Skip to main content Skip to navigation

WMS Events Calendar

Please see this page for MB ChB events.

Show all calendar items

BMS Seminar: Understanding the in vivo dynamics of distinct muscle stem cells systems during growth and regeneration and their different niches across the vertebrate phylogeny, Professor Peter Currie, Monash University

- Export as iCalendar
Location: GLT3, Medical School Building

Abstract: While the function of adult tissue-resident stem cells during regeneration and disease have received much attention, the mechanistic basis of stem cell driven organ growth remains relatively poorly defined. Consequently, our understanding of processes that drive organ development remains piecemeal. Understanding stem cell dynamics within the organ systems that deploy them to generate growth is critical for the success of ongoing efforts to generate complex functioning organs from organoid rudiments in vitro. Thus, we have sought to understand the stem cell processes that regulate and drive myotomal growth from the template of the embryonic myotome using zebrafish as our main model system. Here we compare and contrast modes of myotomal growth and muscle regeneration and their molecular regulation in distinct niches across the phylogeny, in attempt to generate a fuller understanding of the way muscle stem cells act within different vertebrate clades.
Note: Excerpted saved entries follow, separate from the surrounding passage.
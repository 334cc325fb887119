// SPDX-FileCopyrightText: © 2025 TTKB, LLC
// SPDX-License-Identifier: BSD-3-CLAUSE

use anyhow::{anyhow, Result};
use clap::{ArgAction, Parser};
use tracing::info;
use tracing_subscriber::EnvFilter;

use hi::{io, DEFAULT_NAMES};

/// Greet names on standard output.
#[derive(Debug, Parser)]
#[clap(name = env!("CARGO_BIN_NAME"), version)]
#[command(version, about, long_about = None)]
pub struct App {
    /// names to greet instead of the defaults
    names: Vec<String>,

    /// log more to stderr; repeat for more detail
    #[clap(short, long, action = ArgAction::Count)]
    verbose: u8,
}

fn main() -> Result<()> {
    let args = App::parse();
    init_logging(args.verbose)?;

    if args.names.is_empty() {
        info!("no names given, using defaults");
        io::run(&DEFAULT_NAMES)
    } else {
        io::run(&args.names)
    }
}

/// Installs a stderr subscriber. `RUST_LOG` applies unless `-v` is given.
fn init_logging(verbose: u8) -> Result<()> {
    let level = match verbose {
        0 => None,
        1 => Some("info"),
        2 => Some("debug"),
        _ => Some("trace"),
    };
    let filter = match level {
        Some(level) => EnvFilter::new(level),
        None => EnvFilter::try_from_default_env().unwrap_or_else(|_| EnvFilter::new("warn")),
    };

    tracing_subscriber::fmt()
        .with_env_filter(filter)
        .with_writer(std::io::stderr)
        .try_init()
        .map_err(|e| anyhow!(e))
}
use std::path::{Path, PathBuf};

use anyhow::{Context, Result};
use serde::Deserialize;
use serde_json::Value;
use tracing::{debug, info, warn};
use walkdir::WalkDir;

use crate::api::{DiscourseApi, NewTopic};
use crate::markdown::{extract_topic, read_markdown};

pub const IMPORT_TAG: &str = "import";
pub const DUPLICATE_SUFFIX: &str = " - Duplicate";

#[derive(Debug, Clone, PartialEq, Eq)]
pub struct Tag {
    pub id: String,
    pub name: String,
}

#[derive(Debug, Clone)]
pub struct ImportReport {
    pub path: PathBuf,
    pub title: String,
    pub duplicate: bool,
    pub tagged: bool,
    pub response: Value,
}

/// Return `title` with [`DUPLICATE_SUFFIX`] appended when a topic with the same
/// title already exists. Odd search responses count as "no duplicate".
pub fn check_duplicate_title<A: DiscourseApi>(
    api: &mut A,
    title: &str,
    category_id: u64,
) -> Result<String> {
    debug!(title, category_id, "checking for duplicate topic");
    let response = api.search_by_title(title)?;
    if !response.is_ok() {
        debug!(status = response.status, "duplicate search returned non-200 status");
        return Ok(title.to_string());
    }

    match response.json::<SearchPayload>() {
        Ok(payload) if !payload.topics.is_empty() => {
            info!(title, matches = payload.topics.len(), "topic with same title exists");
            Ok(format!("{title}{DUPLICATE_SUFFIX}"))
        }
        Ok(_) => Ok(title.to_string()),
        Err(error) => {
            debug!(error = %error, "duplicate search returned non-JSON response");
            Ok(title.to_string())
        }
    }
}

/// Look up a tag by exact name. `None` when the tag is absent or the tag list
/// could not be read.
pub fn resolve_tag<A: DiscourseApi>(api: &mut A, name: &str) -> Result<Option<Tag>> {
    let response = api.list_tags()?;
    if !response.is_ok() {
        debug!(status = response.status, "tag list returned non-200 status");
        return Ok(None);
    }
    let payload = match response.json::<TagsPayload>() {
        Ok(payload) => payload,
        Err(error) => {
            debug!(error = %error, "tag list returned non-JSON response");
            return Ok(None);
        }
    };

    for item in payload.tags {
        if item.name.as_deref() == Some(name) {
            let id = match item.id {
                Some(Value::String(id)) => id,
                Some(Value::Number(id)) => id.to_string(),
                _ => name.to_string(),
            };
            return Ok(Some(Tag {
                id,
                name: name.to_string(),
            }));
        }
    }
    Ok(None)
}

/// Create a topic, tagged with [`IMPORT_TAG`] when the forum knows that tag.
/// Returns the decoded response body, or `Value::Null` when it was not JSON.
pub fn publish_topic<A: DiscourseApi>(
    api: &mut A,
    title: &str,
    content: &str,
    category_id: u64,
) -> Result<(Value, bool)> {
    let tags = match resolve_tag(api, IMPORT_TAG)? {
        Some(tag) => {
            debug!(tag_id = tag.id.as_str(), "tag '{IMPORT_TAG}' found, adding to topic");
            vec![tag.name]
        }
        None => {
            debug!("tag '{IMPORT_TAG}' not found, continuing without tagging");
            Vec::new()
        }
    };
    let tagged = !tags.is_empty();

    let topic = NewTopic {
        title: title.to_string(),
        raw: content.to_string(),
        category: category_id,
        tags,
    };
    let response = api.create_post(&topic)?;
    if !response.is_ok() {
        warn!(status = response.status, title, "Discourse did not accept the topic");
    }
    let body = match response.json::<Value>() {
        Ok(body) => body,
        Err(error) => {
            debug!(error = %error, "post response was not JSON");
            Value::Null
        }
    };
    Ok((body, tagged))
}

/// Import one Markdown file. `on_title` sees the final (possibly duplicate-marked)
/// title before anything is posted.
pub fn import_file<A, F>(
    api: &mut A,
    path: &Path,
    category_id: u64,
    on_title: &mut F,
) -> Result<ImportReport>
where
    A: DiscourseApi,
    F: FnMut(&str),
{
    let markdown = read_markdown(path)?;
    let extracted = extract_topic(&markdown);
    if !extracted.has_title() {
        warn!(path = %path.display(), "no heading found, posting with placeholder title");
    }
    let title = check_duplicate_title(api, &extracted.title, category_id)?;
    let duplicate = title != extracted.title;
    on_title(&title);

    let (response, tagged) = publish_topic(api, &title, &extracted.content, category_id)
        .with_context(|| format!("failed to publish {}", path.display()))?;
    info!(path = %path.display(), title = title.as_str(), "imported topic");

    Ok(ImportReport {
        path: path.to_path_buf(),
        title,
        duplicate,
        tagged,
        response,
    })
}

/// Import every `*.md` file directly inside `directory`. Stops at the first error.
pub fn import_directory<A, F>(
    api: &mut A,
    directory: &Path,
    category_id: u64,
    on_title: &mut F,
) -> Result<Vec<ImportReport>>
where
    A: DiscourseApi,
    F: FnMut(&str),
{
    let files = markdown_files(directory)?;
    debug!(directory = %directory.display(), count = files.len(), "importing directory");
    let mut reports = Vec::with_capacity(files.len());
    for path in files {
        reports.push(import_file(api, &path, category_id, on_title)?);
    }
    Ok(reports)
}

/// Regular files directly under `directory` whose name ends in `.md`, in the
/// order the directory listing yields them.
pub fn markdown_files(directory: &Path) -> Result<Vec<PathBuf>> {
    let mut out = Vec::new();
    for entry in WalkDir::new(directory)
        .min_depth(1)
        .max_depth(1)
        .follow_links(true)
    {
        let entry = entry.with_context(|| format!("failed to list {}", directory.display()))?;
        if !entry.file_type().is_file() {
            continue;
        }
        let is_markdown = entry
            .file_name()
            .to_str()
            .is_some_and(|name| name.ends_with(".md"));
        if is_markdown {
            out.push(entry.into_path());
        }
    }
    Ok(out)
}

#[derive(Debug, Deserialize)]
struct SearchPayload {
    #[serde(default)]
    topics: Vec<Value>,
}

#[derive(Debug, Deserialize)]
struct TagsPayload {
    #[serde(default)]
    tags: Vec<TagItem>,
}

#[derive(Debug, Deserialize)]
struct TagItem {
    id: Option<Value>,
    name: Option<String>,
}
//! Tracing setup for the CLI.
//!
//! `--debug` turns on request/response logging for both crates. Without it,
//! `RUST_LOG` is honoured and the default is warnings only. Logs go to stderr so
//! stdout stays reserved for command output.

use tracing_subscriber::prelude::*;
use tracing_subscriber::{EnvFilter, fmt};

const DEBUG_FILTER: &str = "md2discourse=debug,md2discourse_core=debug";
const DEFAULT_FILTER: &str = "warn";

pub fn init_logging(debug: bool) {
    let filter_layer = if debug {
        EnvFilter::new(DEBUG_FILTER)
    } else {
        EnvFilter::try_from_default_env().unwrap_or_else(|_| EnvFilter::new(DEFAULT_FILTER))
    };
    let fmt_layer = fmt::layer().with_target(false).with_writer(std::io::stderr);

    tracing_subscriber::registry()
        .with(filter_layer)
        .with(fmt_layer)
        .init();
}
use std::fmt;

use anyhow::{Context, Result, bail};
use serde::Deserialize;
use tracing::debug;

use crate::api::DiscourseApi;

#[derive(Debug, Clone, Deserialize, PartialEq, Eq)]
pub struct Category {
    pub id: u64,
    pub name: String,
    #[serde(default)]
    pub parent_category_id: Option<u64>,
}

/// A top-level category followed by its direct subcategories.
#[derive(Debug, Clone, PartialEq, Eq)]
pub struct CategoryGroup {
    pub category: Category,
    pub subcategories: Vec<Category>,
}

impl CategoryGroup {
    pub fn lines(&self) -> Vec<String> {
        let mut lines = Vec::with_capacity(self.subcategories.len() + 1);
        lines.push(format_category(&self.category, ""));
        for sub in &self.subcategories {
            lines.push(format_category(sub, "  - "));
        }
        lines
    }
}

#[derive(Debug, Clone, PartialEq, Eq)]
pub enum ConnectionStatus {
    Success,
    HttpStatus(u16),
    Unreachable(String),
}

impl fmt::Display for ConnectionStatus {
    fn fmt(&self, f: &mut fmt::Formatter<'_>) -> fmt::Result {
        match self {
            Self::Success => write!(f, "Connection successful."),
            Self::HttpStatus(status) => write!(f, "Connection failed with status code {status}."),
            Self::Unreachable(message) => write!(f, "Connection failed: {message}"),
        }
    }
}

pub fn list_categories<A: DiscourseApi>(api: &mut A) -> Result<Vec<CategoryGroup>> {
    let response = api.get_site()?;
    if !response.is_ok() {
        bail!("Discourse site request failed with HTTP {}", response.status);
    }
    let site: SitePayload = response.json().context("failed to decode site categories")?;
    debug!(count = site.categories.len(), "fetched site categories");
    Ok(group_categories(&site.categories))
}

/// Pair each parentless category with the categories naming it as parent.
/// Subcategories whose parent is missing from the list are not shown.
pub fn group_categories(categories: &[Category]) -> Vec<CategoryGroup> {
    categories
        .iter()
        .filter(|category| category.parent_category_id.is_none())
        .map(|parent| CategoryGroup {
            category: parent.clone(),
            subcategories: categories
                .iter()
                .filter(|sub| sub.parent_category_id == Some(parent.id))
                .cloned()
                .collect(),
        })
        .collect()
}

pub fn test_connection<A: DiscourseApi>(api: &mut A) -> ConnectionStatus {
    match api.get_site() {
        Ok(response) if response.is_ok() => ConnectionStatus::Success,
        Ok(response) => ConnectionStatus::HttpStatus(response.status),
        Err(error) => ConnectionStatus::Unreachable(format!("{error:#}")),
    }
}

fn format_category(category: &Category, indent: &str) -> String {
    format!("{indent}{}: {}", category.id, category.name)
}

#[derive(Debug, Deserialize)]
struct SitePayload {
    #[serde(default)]
    categories: Vec<Category>,
}
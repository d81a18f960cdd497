use std::fs;
use std::path::Path;

use assert_cmd::cargo::cargo_bin_cmd;
use predicates::prelude::*;
use tempfile::tempdir;

fn write_config(dir: &Path, url: &str) {
    fs::write(
        dir.join("config.json"),
        format!(
            r#"{{"discourse_api_key": "key", "discourse_api_username": "system", "discourse_url": "{url}"}}"#
        ),
    )
    .expect("write config");
}

#[test]
fn test_help_lists_every_mode() {
    cargo_bin_cmd!("md2discourse")
        .arg("--help")
        .assert()
        .success()
        .stdout(predicate::str::contains("--preview"))
        .stdout(predicate::str::contains("--list-categories"))
        .stdout(predicate::str::contains("--test-connection"))
        .stdout(predicate::str::contains("--directory"))
        .stdout(predicate::str::contains("--debug"));
}

#[test]
fn test_missing_config_exits_non_zero() {
    let temp = tempdir().expect("tempdir");
    cargo_bin_cmd!("md2discourse")
        .current_dir(temp.path())
        .env_remove("DISCOURSE_URL")
        .arg("--list-categories")
        .assert()
        .failure()
        .stderr(predicate::str::contains(
            "Configuration file 'config.json' not found.",
        ));
}

#[test]
fn test_malformed_config_is_reported() {
    let temp = tempdir().expect("tempdir");
    fs::write(temp.path().join("config.json"), "{not json").expect("write config");
    cargo_bin_cmd!("md2discourse")
        .current_dir(temp.path())
        .arg("--test-connection")
        .assert()
        .failure()
        .stderr(predicate::str::contains("failed to parse"));
}

#[test]
fn test_no_mode_prints_help() {
    let temp = tempdir().expect("tempdir");
    write_config(temp.path(), "http://127.0.0.1:9");
    cargo_bin_cmd!("md2discourse")
        .current_dir(temp.path())
        .arg("--category")
        .arg("4")
        .assert()
        .success()
        .stdout(predicate::str::contains("Usage"));
}

#[test]
fn test_preview_prints_title_and_content() {
    let temp = tempdir().expect("tempdir");
    write_config(temp.path(), "http://127.0.0.1:9");
    fs::write(
        temp.path().join("notes.md"),
        "# Release Notes\n\nSomething happened.",
    )
    .expect("write md");

    cargo_bin_cmd!("md2discourse")
        .current_dir(temp.path())
        .arg("--preview")
        .arg("notes.md")
        .assert()
        .success()
        .stdout(predicate::str::contains("Previewing 'notes.md':"))
        .stdout(predicate::str::contains(
            "Discourse Topic Title:\nRelease Notes\n",
        ))
        .stdout(predicate::str::contains(
            "Discourse Topic Content:\n<p>Something happened.</p>\n",
        ));
}

#[test]
fn test_connection_failure_is_reported_not_raised() {
    let temp = tempdir().expect("tempdir");
    write_config(temp.path(), "http://127.0.0.1:1");
    cargo_bin_cmd!("md2discourse")
        .current_dir(temp.path())
        .env_remove("DISCOURSE_URL")
        .arg("-t")
        .assert()
        .success()
        .stdout(predicate::str::contains("Connection failed"));
}

#[test]
fn test_dotenv_rust_log_enables_logging() {
    let temp = tempdir().expect("tempdir");
    write_config(temp.path(), "http://127.0.0.1:9");
    fs::write(temp.path().join(".env"), "RUST_LOG=debug\n").expect("write .env");
    fs::write(temp.path().join("notes.md"), "# Title\n\nbody").expect("write md");

    cargo_bin_cmd!("md2discourse")
        .current_dir(temp.path())
        .env_remove("RUST_LOG")
        .arg("--preview")
        .arg("notes.md")
        .assert()
        .success()
        .stderr(predicate::str::contains("dispatching"));
}
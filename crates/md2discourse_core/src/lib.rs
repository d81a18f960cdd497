pub mod api;
pub mod config;
pub mod import;
pub mod markdown;
pub mod site;
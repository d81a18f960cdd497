use std::env;
use std::fs;
use std::path::Path;

use anyhow::{Context, Result, bail};
use serde::{Deserialize, Serialize};

pub const CONFIG_FILENAME: &str = "config.json";
pub const DEFAULT_USER_AGENT: &str = concat!("md2discourse/", env!("CARGO_PKG_VERSION"));

/// Credentials and base URL for one Discourse forum.
#[derive(Debug, Clone, Deserialize, Serialize, PartialEq, Eq)]
pub struct DiscourseConfig {
    #[serde(rename = "discourse_api_key")]
    pub api_key: String,
    #[serde(rename = "discourse_api_username")]
    pub api_username: String,
    #[serde(rename = "discourse_url")]
    pub url: String,
}

impl DiscourseConfig {
    /// Base URL without a trailing slash, ready for `{base}/site.json` style joins.
    pub fn base_url(&self) -> &str {
        self.url.trim_end_matches('/')
    }

    fn apply_env_overrides(&mut self) {
        if let Some(value) = env_override("DISCOURSE_API_KEY") {
            self.api_key = value;
        }
        if let Some(value) = env_override("DISCOURSE_API_USERNAME") {
            self.api_username = value;
        }
        if let Some(value) = env_override("DISCOURSE_URL") {
            self.url = value;
        }
    }
}

/// Load the JSON config at `config_path`, then let `DISCOURSE_*` env vars override
/// individual keys. Unlike most lookups in this crate a missing file is fatal.
pub fn load_config(config_path: &Path) -> Result<DiscourseConfig> {
    if !config_path.is_file() {
        bail!("Configuration file '{}' not found.", config_path.display());
    }
    let content = fs::read_to_string(config_path)
        .with_context(|| format!("failed to read {}", config_path.display()))?;
    let mut parsed = parse_config(&content)
        .with_context(|| format!("failed to parse {}", config_path.display()))?;
    parsed.apply_env_overrides();
    if parsed.base_url().trim().is_empty() {
        bail!("discourse_url is empty in {}", config_path.display());
    }
    Ok(parsed)
}

fn parse_config(content: &str) -> Result<DiscourseConfig> {
    let parsed: DiscourseConfig = serde_json::from_str(content)?;
    Ok(parsed)
}

fn env_override(key: &str) -> Option<String> {
    let value = env::var(key).ok()?;
    let trimmed = value.trim();
    if trimmed.is_empty() {
        None
    } else {
        Some(trimmed.to_string())
    }
}

#[cfg(test)]
mod tests {
    use super::*;
    use tempfile::tempdir;

    #[test]
    fn load_config_reports_missing_file() {
        let error = load_config(Path::new("/nonexistent/config.json")).expect_err("must fail");
        let message = error.to_string();
        assert!(message.starts_with("Configuration file"));
        assert!(message.ends_with("not found."));
    }

    #[test]
    fn parse_config_reads_discourse_keys() {
        let config = parse_config(
            r#"{
                "discourse_api_key": "secret",
                "discourse_api_username": "system",
                "discourse_url": "https://forum.example.org/"
            }"#,
        )
        .expect("parse config");

        assert_eq!(config.api_key, "secret");
        assert_eq!(config.api_username, "system");
        assert_eq!(config.url, "https://forum.example.org/");
        assert_eq!(config.base_url(), "https://forum.example.org");
    }

    #[test]
    fn load_config_returns_error_for_invalid_json() {
        let temp = tempdir().expect("tempdir");
        let config_path = temp.path().join("config.json");
        fs::write(&config_path, "{\"discourse_api_key\": ").expect("write config");
        let error = load_config(&config_path).expect_err("must fail");
        assert!(error.to_string().contains("failed to parse"));
    }

    #[test]
    fn load_config_requires_every_key() {
        let temp = tempdir().expect("tempdir");
        let config_path = temp.path().join("config.json");
        fs::write(
            &config_path,
            r#"{"discourse_api_key": "k", "discourse_api_username": "u"}"#,
        )
        .expect("write config");
        let error = load_config(&config_path).expect_err("must fail");
        assert!(format!("{error:#}").contains("discourse_url"));
    }

    #[test]
    fn base_url_strips_every_trailing_slash() {
        let config = DiscourseConfig {
            api_key: "k".to_string(),
            api_username: "u".to_string(),
            url: "https://forum.example.org//".to_string(),
        };
        assert_eq!(config.base_url(), "https://forum.example.org");
    }
}
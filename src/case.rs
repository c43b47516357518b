// Test case surface - what the reporter may ask of an engine's test entity

/// Collaborator-supplied test identity.
///
/// The reporter treats tests as opaque apart from this surface: a stable
/// description, and captured output for the kinds of tests that record it.
/// Implementations that do not capture output keep the default body.
pub trait TestCase {
    /// Stable, human-readable identifier (class/method or equivalent)
    fn description(&self) -> String;

    /// Output captured while the test ran, when this kind of test records any
    fn captured_output(&self) -> Option<&str> {
        None
    }
}

/// Plain test identity backed by strings
#[derive(Debug, Clone, Default)]
pub struct NamedTest {
    description: String,
    output: Option<String>,
}

impl NamedTest {
    /// Create a test identity with the given description
    pub fn new(description: impl Into<String>) -> Self {
        Self {
            description: description.into(),
            output: None,
        }
    }

    /// Attach captured output to this test identity
    pub fn with_output(mut self, output: impl Into<String>) -> Self {
        self.output = Some(output.into());
        self
    }
}

impl TestCase for NamedTest {
    fn description(&self) -> String {
        self.description.clone()
    }

    fn captured_output(&self) -> Option<&str> {
        self.output.as_deref()
    }
}
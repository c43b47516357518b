// Report module - protocol emission and reporting

pub mod diagnostics;
pub mod tap;

use std::io;

pub use diagnostics::{Diagnostic, DiagnosticData, Severity};
pub use tap::TapReporter;
use thiserror::Error;

use crate::case::TestCase;
use crate::signal::Signal;

/// Result type for report emission
pub type ReportResult<T> = Result<T, ReportError>;

/// Errors raised while emitting a report
#[derive(Debug, Error)]
pub enum ReportError {
    /// The sink rejected a write; the report cannot continue
    #[error("failed to write report line: {0}")]
    Write(#[from] io::Error),

    /// A diagnostic block could not be encoded
    #[error("failed to encode diagnostic block: {0}")]
    Yaml(#[from] serde_yaml_ng::Error),
}

/// Reporter trait
///
/// The event surface a test-execution engine drives. Events arrive one at a
/// time, strictly ordered; receivers are `&mut self` because there is exactly
/// one writer per report run.
pub trait Reporter {
    /// Called when a suite starts
    fn on_suite_start(&mut self) -> ReportResult<()>;

    /// Called when a suite ends
    fn on_suite_end(&mut self) -> ReportResult<()>;

    /// Called when a test starts
    fn on_test_start(&mut self, test: &dyn TestCase) -> ReportResult<()>;

    /// Called when a test finishes
    fn on_test_end(&mut self, test: &dyn TestCase) -> ReportResult<()>;

    /// Called when the engine raises a signal for the test in flight
    fn on_signal(&mut self, test: &dyn TestCase, signal: &Signal) -> ReportResult<()>;
}
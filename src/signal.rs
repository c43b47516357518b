// Signal model - engine notifications about the test in flight

use serde::Serialize;
use serde_json::Value;

/// Actual/expected pair from a structured expectation mismatch.
///
/// Values are carried verbatim, scalar or structured, exactly as the
/// comparison exposed them.
#[derive(Debug, Clone, PartialEq, Serialize)]
pub struct Comparison {
    pub got: Value,
    pub expected: Value,
}

impl Comparison {
    /// Create a comparison from anything serializable to JSON values
    pub fn new(got: impl Into<Value>, expected: impl Into<Value>) -> Self {
        Self {
            got: got.into(),
            expected: expected.into(),
        }
    }
}

/// Notification kinds the engine can raise for the test in flight
#[derive(Debug, Clone, PartialEq)]
pub enum Signal {
    /// Unexpected error while running the test
    Error { message: String },
    /// Non-fatal warning raised by the test
    Warning { message: String },
    /// Assertion failure, optionally with the mismatched values
    Failure {
        message: String,
        comparison: Option<Comparison>,
    },
    /// Test declared itself incomplete
    Incomplete { message: String },
    /// Test flagged as risky by the engine
    Risky { message: String },
    /// Test skipped
    Skipped { message: String },
}

impl Signal {
    /// Create a failure signal
    pub fn failure(message: impl Into<String>, comparison: Option<Comparison>) -> Self {
        Self::Failure {
            message: message.into(),
            comparison,
        }
    }

    /// Message carried by this signal
    pub fn message(&self) -> &str {
        match self {
            Self::Error { message }
            | Self::Warning { message }
            | Self::Failure { message, .. }
            | Self::Incomplete { message }
            | Self::Risky { message }
            | Self::Skipped { message } => message,
        }
    }
}

#[cfg(test)]
mod tests {
    use super::*;
    use serde_json::json;

    #[test]
    fn test_comparison_new_scalars() {
        let cmp = Comparison::new("foo", "bar");
        assert_eq!(cmp.got, json!("foo"));
        assert_eq!(cmp.expected, json!("bar"));
    }

    #[test]
    fn test_comparison_new_structured() {
        let cmp = Comparison::new(json!({"a": 1}), json!({"a": 2}));
        assert_eq!(cmp.got["a"], json!(1));
        assert_eq!(cmp.expected["a"], json!(2));
    }

    #[test]
    fn test_signal_failure_carries_comparison() {
        let signal = Signal::failure("mismatch", Some(Comparison::new(1, 2)));
        match signal {
            Signal::Failure { message, comparison } => {
                assert_eq!(message, "mismatch");
                assert!(comparison.is_some());
            }
            _ => panic!("expected failure signal"),
        }
    }

    #[test]
    fn test_signal_message_accessor() {
        let signal = Signal::Skipped {
            message: "missing fixture".to_string(),
        };
        assert_eq!(signal.message(), "missing fixture");
    }
}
Biography: Professor Peter Currie is a world-renowned developmental evolutionary and stem cell biologist who studies the genetic basis of skeletal muscle stem cell action during development, evolution, regeneration and disease. His key discoveries utilise several models, chiefly the zebrafish, to define the genetic and evolutionary basis for muscle formation and growth throughout vertebrate phylogeny. Prof Currie has played a key role globally in developing zebrafish as a disease model for human muscle disease and regeneration biology. He has also been instrumental in establishing shark embryology as a modern evolutionary paradigm to understand the evolutionary origins of the vertebrate body plan.

In 2016, Professor Peter Currie was appointed Director of Research of the Australian Regenerative Medicine Institute at Monash University in Melbourne, Australia. He is a recipient of a European Molecular Biology Organization Young Investigators Award and a Wellcome Trust International Research Fellowship and currently is a Principal Research Fellow with the National Health and Medical Research Council in Australia and an elected Fellow of the Australian Academy of Science.